Сент-Арно зааплодировал художнице, и даже Сесиль, которая в начале словесной дуэли не могла подавить легкого недомогания, осознала безобидную ненамеренность этой маленькой пикировки и безудержно развеселилась. Даже кисловатый кофе с безобразной молочной пенкой, именуемой по всему Гарцу сливками, не испортил ей хорошего настроения и разве что побудил ее, во избежание возможной тошноты, попросить содовой воды, что, разумеется, отнюдь не достигло цели, так как вода оказалась солоноватой.
– Если принцесса Конского копыта, – сказал полковник, – хотела восстановить свои силы после скачки, ей, надеюсь, удалось это лучше, чем нам. Однако же (и с этими словами он поклонился Розе) у нас есть перед нею одно преимущество – приятное знакомство, которое мы имели честь завязать.
– И которое, надеюсь, продолжится, – дружелюбно добавила Сесиль. – Можно ли надеяться, что мы завтра встретим вас за табльдотом?
– Завтра я намеревалась перебраться в Кведлинбург, сударыня, не хотелось бы нарушать свои планы. Но я была бы счастлива, присоединиться к вам сегодня пополудни и потом позже, может быть, на обратном пути.
Обратный путь был вскоре намечен, а именно по так называемому Желобу, откуда открывался вид на собственно скалу Конское копыто, то есть главную местную достопримечательность.
– Как твои нервы, выдержат? – спросил полковник. – Или лучше взять носилки? Дорога на Конское копыто еще ничего. Но дальше – с горки вниз. Там довольно крутой спуск, большая нагрузка для крестца и спины или, выражаясь по-научному, для вертебральной оси.
Бледное лицо красавицы залила краска смущения. Гордон ясно видел, что столь подробное обсуждение ее телесной слабости было для нее мучительным. Она не понимала, что нашло на Сент-Арно, ведь обычно он был очень деликатен.
– Только не носилки, Пьер, – сказала она, превозмогая себя. – Это для умирающих. А я, слава Богу, поправилась, и с каждым часом чувствую себя лучше, здесь такой благотворный воздух… Думаю, вам не стоит волноваться за меня.
И она с улыбкой обернулась к Гордону.
Итак, они двинулись в путь и сначала поднялись на Конское копыто, знаменитую смотровую площадку в горах, куда приходило множество народу, группами и в одиночку. Они стояли перед ларьком с напитками, болтали, смеялись и вызывали эхо. Многие держали в руках пивные кружки, а те, кто не доверял местной пивоварне – фляжки с коньяком. В том числе и оба берлинца.

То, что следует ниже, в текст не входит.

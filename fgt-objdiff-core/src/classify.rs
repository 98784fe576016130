//! Duplicate/unique classification of a differing property's values.
//!
//! Values are split into atomic items (`"a" "b"` → `a`, `b`), every occurrence is
//! counted across all columns of the property, and items seen at least twice get a
//! palette color: the Nth duplicate in sorted order gets `palette[N % len]`. Items
//! seen once get the unique color. Counting is local to each call, so the same input
//! always produces the same colors.

use std::collections::{BTreeMap, BTreeSet};

use indexmap::IndexMap;
use serde::{Deserialize, Serialize};

use crate::diff::PropertyValues;
use crate::model::Column;
use crate::normalize::quoted_tokens;

/// Background colors for duplicate items, assigned in sorted item order.
pub const DUPLICATE_COLORS: [&str; 36] = [
    "#ffff99", "#ccffcc", "#99ccff", "#ffcc99", "#ff99cc", "#ccccff", "#ffd699", "#c2f0c2",
    "#b3e6ff", "#ffb3b3", "#d9b3ff", "#ffffb3", "#66ff66", "#66ccff", "#ff6666", "#ffcc00",
    "#9966ff", "#66ffff", "#ff9966", "#66ffcc", "#ff66cc", "#99ff66", "#3399ff", "#ffcc66",
    "#cc99ff", "#99ffff", "#ff9999", "#ccff66", "#66b3ff", "#ff66ff", "#aaffaa", "#ffb366",
    "#c299ff", "#99ffcc", "#ff6699", "#b3ff66",
];

/// Alert color for items that occur only once.
pub const UNIQUE_COLOR: &str = "#ff6666";

/// Ordered duplicate colors plus the unique color.
#[derive(Debug, Clone, PartialEq, Eq, Serialize, Deserialize)]
pub struct Palette {
    pub duplicate: Vec<String>,
    pub unique: String,
}

impl Palette {
    /// Color of the `rank`-th duplicate item, cycling through the palette.
    pub fn duplicate_color(&self, rank: usize) -> &str {
        if self.duplicate.is_empty() {
            return DUPLICATE_COLORS[rank % DUPLICATE_COLORS.len()];
        }
        &self.duplicate[rank % self.duplicate.len()]
    }
}

impl Default for Palette {
    fn default() -> Self {
        Self {
            duplicate: DUPLICATE_COLORS.iter().map(|c| (*c).to_string()).collect(),
            unique: UNIQUE_COLOR.to_string(),
        }
    }
}

/// One atomic item of a cell, ready for rendering.
#[derive(Debug, Clone, PartialEq, Eq, Serialize)]
pub struct ClassifiedToken {
    pub token: String,
    pub color: String,
    pub duplicate: bool,
    /// Rank of the item among this property's sorted duplicates. Equal items share
    /// it, so a renderer can cross-link occurrences in different columns.
    #[serde(skip_serializing_if = "Option::is_none")]
    pub link: Option<usize>,
}

/// Per-column classified items of one property.
#[derive(Debug, Clone, Default, PartialEq)]
pub struct Classification {
    /// Same column order as the input values.
    pub cells: IndexMap<Column, Vec<ClassifiedToken>>,
    /// Items counted at least twice.
    pub duplicates: BTreeSet<String>,
}

impl Classification {
    pub fn cell(&self, column: &Column) -> Option<&[ClassifiedToken]> {
        self.cells.get(column).map(Vec::as_slice)
    }
}

/// Split a value into atomic items.
///
/// A value containing quotes yields its quoted tokens; any other non-empty value is
/// one item; the empty value yields none.
pub fn tokenize(value: &str) -> Vec<&str> {
    if value.is_empty() {
        Vec::new()
    } else if value.contains('"') {
        quoted_tokens(value)
    } else {
        vec![value]
    }
}

/// Classify with the default palette.
pub fn classify(values: &PropertyValues) -> Classification {
    classify_with_palette(values, &Palette::default())
}

/// Classify each item of each column as duplicate or unique.
///
/// Repeats inside one column's own value count individually.
pub fn classify_with_palette(values: &PropertyValues, palette: &Palette) -> Classification {
    let tokenized: Vec<(&Column, Vec<&str>)> = values
        .iter()
        .map(|(column, value)| (column, tokenize(value)))
        .collect();

    let mut counts: BTreeMap<&str, usize> = BTreeMap::new();
    for (_, tokens) in &tokenized {
        for token in tokens {
            *counts.entry(*token).or_default() += 1;
        }
    }

    let ranks: BTreeMap<&str, usize> = counts
        .iter()
        .filter(|(_, count)| **count >= 2)
        .enumerate()
        .map(|(rank, (token, _))| (*token, rank))
        .collect();

    let cells = tokenized
        .into_iter()
        .map(|(column, tokens)| {
            let items = tokens
                .into_iter()
                .map(|token| match ranks.get(token) {
                    Some(rank) => ClassifiedToken {
                        token: token.to_string(),
                        color: palette.duplicate_color(*rank).to_string(),
                        duplicate: true,
                        link: Some(*rank),
                    },
                    None => ClassifiedToken {
                        token: token.to_string(),
                        color: palette.unique.clone(),
                        duplicate: false,
                        link: None,
                    },
                })
                .collect();
            (column.clone(), items)
        })
        .collect();

    Classification {
        cells,
        duplicates: ranks.keys().map(|token| (*token).to_string()).collect(),
    }
}

#[cfg(test)]
mod tests {
    use pretty_assertions::assert_eq;

    use super::{
        classify, classify_with_palette, tokenize, Palette, DUPLICATE_COLORS, UNIQUE_COLOR,
    };
    use crate::diff::PropertyValues;
    use crate::model::Column;

    fn values(raw: &[&str]) -> PropertyValues {
        raw.iter()
            .enumerate()
            .map(|(idx, value)| (Column::new(format!("f{idx}"), "root"), value.to_string()))
            .collect()
    }

    #[test]
    fn tokenize_handles_lists_scalars_and_empty() {
        assert_eq!(tokenize("\"a\" \"b c\""), vec!["a", "b c"]);
        assert_eq!(tokenize("10.0.0.0 255.0.0.0"), vec!["10.0.0.0 255.0.0.0"]);
        assert!(tokenize("").is_empty());
    }

    #[test]
    fn shared_members_get_palette_colors_in_sorted_order() {
        let result = classify(&values(&["\"web\" \"db\"", "\"db\" \"web\" \"mail\"", ""]));

        let first = result.cell(&Column::new("f0", "root")).expect("cell");
        assert_eq!(first[0].token, "web");
        assert_eq!(first[0].color, DUPLICATE_COLORS[1]);
        assert_eq!(first[1].token, "db");
        assert_eq!(first[1].color, DUPLICATE_COLORS[0]);

        let second = result.cell(&Column::new("f1", "root")).expect("cell");
        assert_eq!(second[2].token, "mail");
        assert!(!second[2].duplicate);
        assert_eq!(second[2].color, UNIQUE_COLOR);
        assert_eq!(second[2].link, None);

        assert!(result.cell(&Column::new("f2", "root")).expect("cell").is_empty());
        assert_eq!(
            result.duplicates.iter().collect::<Vec<_>>(),
            vec!["db", "web"]
        );
    }

    #[test]
    fn repeats_within_one_column_count_as_duplicates() {
        let result = classify(&values(&["\"x\" \"x\"", "\"y\""]));
        let cell = result.cell(&Column::new("f0", "root")).expect("cell");
        assert!(cell.iter().all(|t| t.duplicate));
        assert!(!result.duplicates.contains("y"));
    }

    #[test]
    fn palette_cycles_past_its_length() {
        let palette = Palette {
            duplicate: vec!["red".to_string(), "blue".to_string()],
            unique: "grey".to_string(),
        };
        let input = values(&["\"a\" \"b\" \"c\"", "\"a\" \"b\" \"c\""]);
        let result = classify_with_palette(&input, &palette);
        let colors: Vec<&str> = result.cells[0].iter().map(|t| t.color.as_str()).collect();
        assert_eq!(colors, vec!["red", "blue", "red"]);
    }

    #[test]
    fn empty_palette_falls_back_to_defaults() {
        let palette = Palette {
            duplicate: Vec::new(),
            unique: UNIQUE_COLOR.to_string(),
        };
        assert_eq!(palette.duplicate_color(37), DUPLICATE_COLORS[1]);
    }

    #[test]
    fn classification_is_reproducible() {
        let input = values(&["A", "A", "B"]);
        assert_eq!(classify(&input), classify(&input));
    }
}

Заметив, что к ним приближаются Сент-Арно с художницей, а за ними Гордон с мадам, они с подчеркнутой любезностью отошли в сторону, но только для того, чтобы дать тем большую волю своей развязности.
– Погляди-ка на долговязую, – сказал Старший. – Впечатляет.
– Да. Немного плоскогруда, напоминает гладильную доску.
– А мне нравится.
– Не в моем вкусе. Впрочем, не станем же мы из-за этого ссориться. Chacun а son goût[34]. А теперь скажи-ка мне, ты какой фант выбираешь: затычку или вязальную спицу?
– Я за Берлин.
– Заметано.
И, весьма довольные вниманием публики к их возросшей веселости, они чокнулись коньячными фляжками.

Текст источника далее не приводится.